Task statement
In the data, find the word "String" and copy out every line that has it.

Stored data entries

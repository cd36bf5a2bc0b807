use std::collections::BTreeMap;

use chrono::{DateTime, Utc};
use sqlx::{FromRow, SqlitePool, types::Json};

use crate::error::Result;
use crate::models::{MatchHistoryEntry, PlayerId, PlayerProfile};

#[derive(FromRow)]
struct ProfileRow {
    player_id: String,
    display_name: String,
    aliases: Json<Vec<String>>,
    country: Option<String>,
    country_code: Option<String>,
    avatar_url: Option<String>,
    ittf_id: Option<String>,
    aggregate_ratings: Json<BTreeMap<String, f64>>,
    match_history: Json<Vec<MatchHistoryEntry>>,
    created_at: DateTime<Utc>,
    last_updated: DateTime<Utc>,
}

impl From<ProfileRow> for PlayerProfile {
    fn from(row: ProfileRow) -> Self {
        let match_history = row.match_history.0;
        Self {
            player_id: row.player_id,
            display_name: row.display_name,
            aliases: row.aliases.0,
            country: row.country,
            country_code: row.country_code,
            avatar_url: row.avatar_url,
            ittf_id: row.ittf_id,
            aggregate_ratings: row.aggregate_ratings.0,
            total_matches: match_history.len(),
            match_history,
            created_at: row.created_at,
            last_updated: row.last_updated,
        }
    }
}

pub struct ProfileRepository<'a> {
    pool: &'a SqlitePool,
}

impl<'a> ProfileRepository<'a> {
    pub fn new(pool: &'a SqlitePool) -> Self {
        Self { pool }
    }

    /// Look a profile up by any spelling of the player's name
    pub async fn find_by_name(&self, name: &str) -> Result<Option<PlayerProfile>> {
        let id = PlayerId::from_name(name);

        let row = sqlx::query_as::<_, ProfileRow>("SELECT * FROM player_profiles WHERE player_id = ?")
            .bind(id.as_str())
            .fetch_optional(self.pool)
            .await?;

        if let Some(row) = row {
            return Ok(Some(row.into()));
        }

        self.find_by_alias(name).await
    }

    async fn find_by_alias(&self, name: &str) -> Result<Option<PlayerProfile>> {
        let name = name.trim();
        if name.is_empty() {
            return Ok(None);
        }

        let rows = sqlx::query_as::<_, ProfileRow>(
            "SELECT * FROM player_profiles WHERE LOWER(aliases) LIKE ? ORDER BY last_updated DESC",
        )
        .bind(format!("%{}%", name.to_lowercase()))
        .fetch_all(self.pool)
        .await?;

        Ok(rows
            .into_iter()
            .map(PlayerProfile::from)
            .find(|p| p.aliases.iter().any(|a| a.eq_ignore_ascii_case(name))))
    }

    pub async fn save(&self, profile: &PlayerProfile) -> Result<()> {
        sqlx::query(
            r#"
            INSERT INTO player_profiles (
                player_id, display_name, aliases, country, country_code, avatar_url,
                ittf_id, aggregate_ratings, match_history, created_at, last_updated
            )
            VALUES (?, ?, ?, ?, ?, ?, ?, ?, ?, ?, ?)
            ON CONFLICT (player_id) DO UPDATE SET
                display_name = excluded.display_name,
                aliases = excluded.aliases,
                country = excluded.country,
                country_code = excluded.country_code,
                avatar_url = excluded.avatar_url,
                ittf_id = excluded.ittf_id,
                aggregate_ratings = excluded.aggregate_ratings,
                match_history = excluded.match_history,
                last_updated = excluded.last_updated
            "#,
        )
        .bind(&profile.player_id)
        .bind(&profile.display_name)
        .bind(Json(&profile.aliases))
        .bind(&profile.country)
        .bind(&profile.country_code)
        .bind(&profile.avatar_url)
        .bind(&profile.ittf_id)
        .bind(Json(&profile.aggregate_ratings))
        .bind(Json(&profile.match_history))
        .bind(profile.created_at)
        .bind(profile.last_updated)
        .execute(self.pool)
        .await?;

        Ok(())
    }

    /// Most recently updated first
    pub async fn list(&self, limit: u32) -> Result<Vec<PlayerProfile>> {
        let rows = sqlx::query_as::<_, ProfileRow>(
            "SELECT * FROM player_profiles ORDER BY last_updated DESC LIMIT ?",
        )
        .bind(limit as i64)
        .fetch_all(self.pool)
        .await?;

        Ok(rows.into_iter().map(PlayerProfile::from).collect())
    }

    pub async fn search(&self, query: &str) -> Result<Vec<PlayerProfile>> {
        let pattern = format!("%{}%", query.trim().to_lowercase());

        let rows = sqlx::query_as::<_, ProfileRow>(
            r#"
            SELECT * FROM player_profiles
            WHERE player_id LIKE ? OR LOWER(display_name) LIKE ? OR LOWER(aliases) LIKE ?
            ORDER BY last_updated DESC
            "#,
        )
        .bind(&pattern)
        .bind(&pattern)
        .bind(&pattern)
        .fetch_all(self.pool)
        .await?;

        Ok(rows.into_iter().map(PlayerProfile::from).collect())
    }
}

Solution for this exercise
    player_id: String,
    display_name: String,
    aliases: Json<Vec<String>>,
    country: Option<String>,
    country_code: Option<String>,
    avatar_url: Option<String>,
    ittf_id: Option<String>,
    aggregate_ratings: Json<BTreeMap<String, f64>>,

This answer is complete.